*DIRECTIONS*
Without adding or dropping anything, copy the entries below.

Saved entries:

———

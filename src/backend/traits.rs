//! Core trait for queue providers.
//!
//! A provider is one configured, named connection to one queue backend. The
//! registry only talks to [`QueueProvider`], which keeps adapters for new
//! technologies (RabbitMQ, SQS, Kafka, Pub/Sub) pluggable.
//!
//! # Example: Implementing a Custom Provider
//!
//! ```rust,ignore
//! use queue_lens::backend::{ProviderError, QueueProvider};
//! use async_trait::async_trait;
//!
//! pub struct MyProvider { /* ... */ }
//!
//! #[async_trait]
//! impl QueueProvider for MyProvider {
//!     // Implement discovery, stats and job listing...
//! }
//! ```

use async_trait::async_trait;
use futures::stream::{self, StreamExt, TryStreamExt};
use tracing::{info, warn};

use super::error::ProviderError;
use crate::observability::models::{
    Capabilities, Job, Overview, ProviderType, QueueInfo, QueueJobStatus,
};

/// Default number of jobs returned by [`QueueProvider::jobs`] callers.
pub const DEFAULT_JOB_LIMIT: usize = 20;

/// Queues whose stats are fetched at the same time during an overview.
const OVERVIEW_STATS_CONCURRENCY: usize = 8;

/// Read-only access to one backend instance.
///
/// # Implementation Notes
///
/// - Each data operation owns its own connection and releases it on return
/// - Empty or unreadable status buckets count as zero, not as errors
/// - `health_check` never fails; it only reports liveness
#[async_trait]
pub trait QueueProvider: Send + Sync {
    /// Configured instance name (unique within the registry).
    fn name(&self) -> &str;

    fn provider_type(&self) -> ProviderType;

    fn capabilities(&self) -> Capabilities {
        self.provider_type().capabilities()
    }

    /// List queue names, sorted and deduplicated.
    async fn discover_queues(&self) -> Result<Vec<String>, ProviderError>;

    /// Count jobs per normalized status for one queue.
    async fn queue_stats(&self, queue: &str) -> Result<QueueInfo, ProviderError>;

    /// Fetch up to `limit` jobs of `status` from `queue`.
    async fn jobs(
        &self,
        queue: &str,
        status: QueueJobStatus,
        limit: usize,
    ) -> Result<Vec<Job>, ProviderError>;

    /// Cheap liveness check.
    async fn health_check(&self) -> bool;

    /// Discovery followed by stats for every discovered queue.
    ///
    /// Failures are folded into a disconnected [`Overview`] instead of being
    /// returned, so one instance can never abort a fan-out.
    async fn overview(&self) -> Overview {
        match collect_queue_infos(self).await {
            Ok(queues) => {
                info!(
                    instance = %self.name(),
                    queues = queues.len(),
                    "overview collected"
                );
                Overview::connected(self.name(), queues)
            }
            Err(e) => {
                warn!(instance = %self.name(), error = %e, "overview failed, instance disconnected");
                Overview::disconnected(self.name(), e.to_string())
            }
        }
    }
}

async fn collect_queue_infos<P>(provider: &P) -> Result<Vec<QueueInfo>, ProviderError>
where
    P: QueueProvider + ?Sized,
{
    let names = provider.discover_queues().await?;
    stream::iter(names)
        .map(|name| async move { provider.queue_stats(&name).await })
        .buffered(OVERVIEW_STATS_CONCURRENCY)
        .try_collect()
        .await
}
impl Drop for ScenarioRun<'_> {
    fn drop(&mut self) {
        if self.namespace.is_some() || !self.links.is_empty() || self.scratch.is_some() {
            tracing::warn!(
                "Scenario {} dropped without teardown in state {:?}",
                self.scenario.name(),
                self.state
            );
        }
    }
}

fn interface(file: &ValidationFile) -> &str {
    file.interface.as_deref().unwrap_or("global")
}

fn read_json(path: &Path) -> std::result::Result<Value, String> {
    let content = std::fs::read_to_string(path)
        .map_err(|e| format!("Cannot read {}: {}", path.display(), e))?;
    serde_json::from_str(&content).map_err(|e| format!("Invalid fixture {}: {}", path.display(), e))
}

fn nameserver_outcome(expected: &BTreeSet<String>, actual: &BTreeSet<String>) -> Outcome {
    let missing: Vec<&str> = expected.difference(actual).map(String::as_str).collect();
    let unexpected: Vec<&str> = actual.difference(expected).map(String::as_str).collect();

    let mut messages = Vec::new();
    if !missing.is_empty() {
        messages.push(format!("Nameservers are missing: {}", missing.join(", ")));
    }
    if !unexpected.is_empty() {
        messages.push(format!("Nameservers are not expected: {}", unexpected.join(", ")));
    }

    if messages.is_empty() {
        Outcome::Pass
    } else {
        Outcome::Fail(messages.join("\n"))
    }
}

———

*RESULT OF THIS EXERCISE*
filename src/backend/traits.rs
//! Core trait for queue providers.
//!
//! A provider is one configured, named connection to one queue backend. The
//! registry only talks to [`QueueProvider`], which keeps adapters for new
//! technologies (RabbitMQ, SQS, Kafka, Pub/Sub) pluggable.
//!
//! # Example: Implementing a Custom Provider
//!
//! ```rust,ignore
//! use queue_lens::backend::{ProviderError, QueueProvider};
//! use async_trait::async_trait;
//!
//! pub struct MyProvider { /* ... */ }
//!
//! #[async_trait]
//! impl QueueProvider for MyProvider {
//!     // Implement discovery, stats and job listing...
//! }
//! ```

use async_trait::async_trait;
use futures::stream::{self, StreamExt, TryStreamExt};
use tracing::{info, warn};

use super::error::ProviderError;
use crate::observability::models::{
    Capabilities, Job, Overview, ProviderType, QueueInfo, QueueJobStatus,
};

/// Default number of jobs returned by [`QueueProvider::jobs`] callers.
pub const DEFAULT_JOB_LIMIT: usize = 20;

/// Queues whose stats are fetched at the same time during an overview.
const OVERVIEW_STATS_CONCURRENCY: usize = 8;

/// Read-only access to one backend instance.
///
/// # Implementation Notes
///
/// - Each data operation owns its own connection and releases it on return
/// - Empty or unreadable status buckets count as zero, not as errors
/// - `health_check` never fails; it only reports liveness
#[async_trait]
pub trait QueueProvider: Send + Sync {
    /// Configured instance name (unique within the registry).
    fn name(&self) -> &str;

    fn provider_type(&self) -> ProviderType;

    fn capabilities(&self) -> Capabilities {
        self.provider_type().capabilities()
    }

    /// List queue names, sorted and deduplicated.
    async fn discover_queues(&self) -> Result<Vec<String>, ProviderError>;

    /// Count jobs per normalized status for one queue.
    async fn queue_stats(&self, queue: &str) -> Result<QueueInfo, ProviderError>;

    /// Fetch up to `limit` jobs of `status` from `queue`.
    async fn jobs(
        &self,
        queue: &str,
        status: QueueJobStatus,
        limit: usize,
    ) -> Result<Vec<Job>, ProviderError>;

    /// Cheap liveness check.
    async fn health_check(&self) -> bool;

    /// Discovery followed by stats for every discovered queue.
    ///
    /// Failures are folded into a disconnected [`Overview`] instead of being
    /// returned, so one instance can never abort a fan-out.
    async fn overview(&self) -> Overview {
        match collect_queue_infos(self).await {
            Ok(queues) => {
                info!(
                    instance = %self.name(),
                    queues = queues.len(),
                    "overview collected"
                );
                Overview::connected(self.name(), queues)
            }
            Err(e) => {
                warn!(instance = %self.name(), error = %e, "overview failed, instance disconnected");
                Overview::disconnected(self.name(), e.to_string())
            }
        }
    }
}

async fn collect_queue_infos<P>(provider: &P) -> Result<Vec<QueueInfo>, ProviderError>
where
    P: QueueProvider + ?Sized,
{
    let names = provider.discover_queues().await?;
    stream::iter(names)
        .map(|name| async move { provider.queue_stats(&name).await })
        .buffered(OVERVIEW_STATS_CONCURRENCY)
        .try_collect()
        .await
}
impl Drop for ScenarioRun<'_> {
    fn drop(&mut self) {
        if self.namespace.is_some() || !self.links.is_empty() || self.scratch.is_some() {
            tracing::warn!(
                "Scenario {} dropped without teardown in state {:?}",
                self.scenario.name(),
                self.state
            );
        }
    }
}

fn interface(file: &ValidationFile) -> &str {
    file.interface.as_deref().unwrap_or("global")
}

fn read_json(path: &Path) -> std::result::Result<Value, String> {
    let content = std::fs::read_to_string(path)
        .map_err(|e| format!("Cannot read {}: {}", path.display(), e))?;
    serde_json::from_str(&content).map_err(|e| format!("Invalid fixture {}: {}", path.display(), e))
}

fn nameserver_outcome(expected: &BTreeSet<String>, actual: &BTreeSet<String>) -> Outcome {
    let missing: Vec<&str> = expected.difference(actual).map(String::as_str).collect();
    let unexpected: Vec<&str> = actual.difference(expected).map(String::as_str).collect();

    let mut messages = Vec::new();
    if !missing.is_empty() {
        messages.push(format!("Nameservers are missing: {}", missing.join(", ")));
    }
    if !unexpected.is_empty() {
        messages.push(format!("Nameservers are not expected: {}", unexpected.join(", ")));
    }

    if messages.is_empty() {
        Outcome::Pass
    } else {
        Outcome::Fail(messages.join("\n"))
    }
}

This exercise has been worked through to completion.